**RECORD SET**:
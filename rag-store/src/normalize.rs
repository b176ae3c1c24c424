//! Text normalization applied to chunk content before embedding.

/// Normalizes extracted document text with minimal layout disruption.
///
/// - Trims trailing whitespace on each line.
/// - Collapses runs of blank lines into a single one.
/// - Drops leading and trailing blank lines.
/// - Cuts the result to at most `max_chars` characters.
pub fn normalize_chunk_text(s: &str, max_chars: usize) -> String {
    let mut out = String::with_capacity(s.len().min(max_chars.saturating_mul(4)));
    let mut blank_run = 0usize;

    for line in s.lines() {
        let line = line.trim_end();
        if line.trim_start().is_empty() {
            blank_run += 1;
            continue;
        }
        if !out.is_empty() {
            out.push('\n');
            if blank_run > 0 {
                out.push('\n');
            }
        }
        blank_run = 0;
        out.push_str(line);
    }

    truncate_chars(out, max_chars)
}

/// Cuts `s` to `max_chars` characters on a char boundary.
fn truncate_chars(mut s: String, max_chars: usize) -> String {
    if let Some((byte_idx, _)) = s.char_indices().nth(max_chars) {
        s.truncate(byte_idx);
    }
    s
}

#[cfg(test)]
mod tests {
    use super::*;

    #[test]
    fn blank_runs_collapse_and_edges_trim() {
        let s = "\n\n  Intro  \n\n\n\nBody line\t\nnext\n\n";
        assert_eq!(normalize_chunk_text(s, 100), "  Intro\n\nBody line\nnext");
    }

    #[test]
    fn whitespace_only_becomes_empty() {
        assert_eq!(normalize_chunk_text(" \n\t\n ", 100), "");
    }

    #[test]
    fn cut_respects_char_boundaries() {
        assert_eq!(normalize_chunk_text("文档问答系统", 4), "文档问答");
        assert_eq!(normalize_chunk_text("abc", 10), "abc");
    }
}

**TASK BRIEF**:
From the data above, work out how many lines contain the string "nBody" and reply with only the number.

**EXERCISE RESPONSE**:
2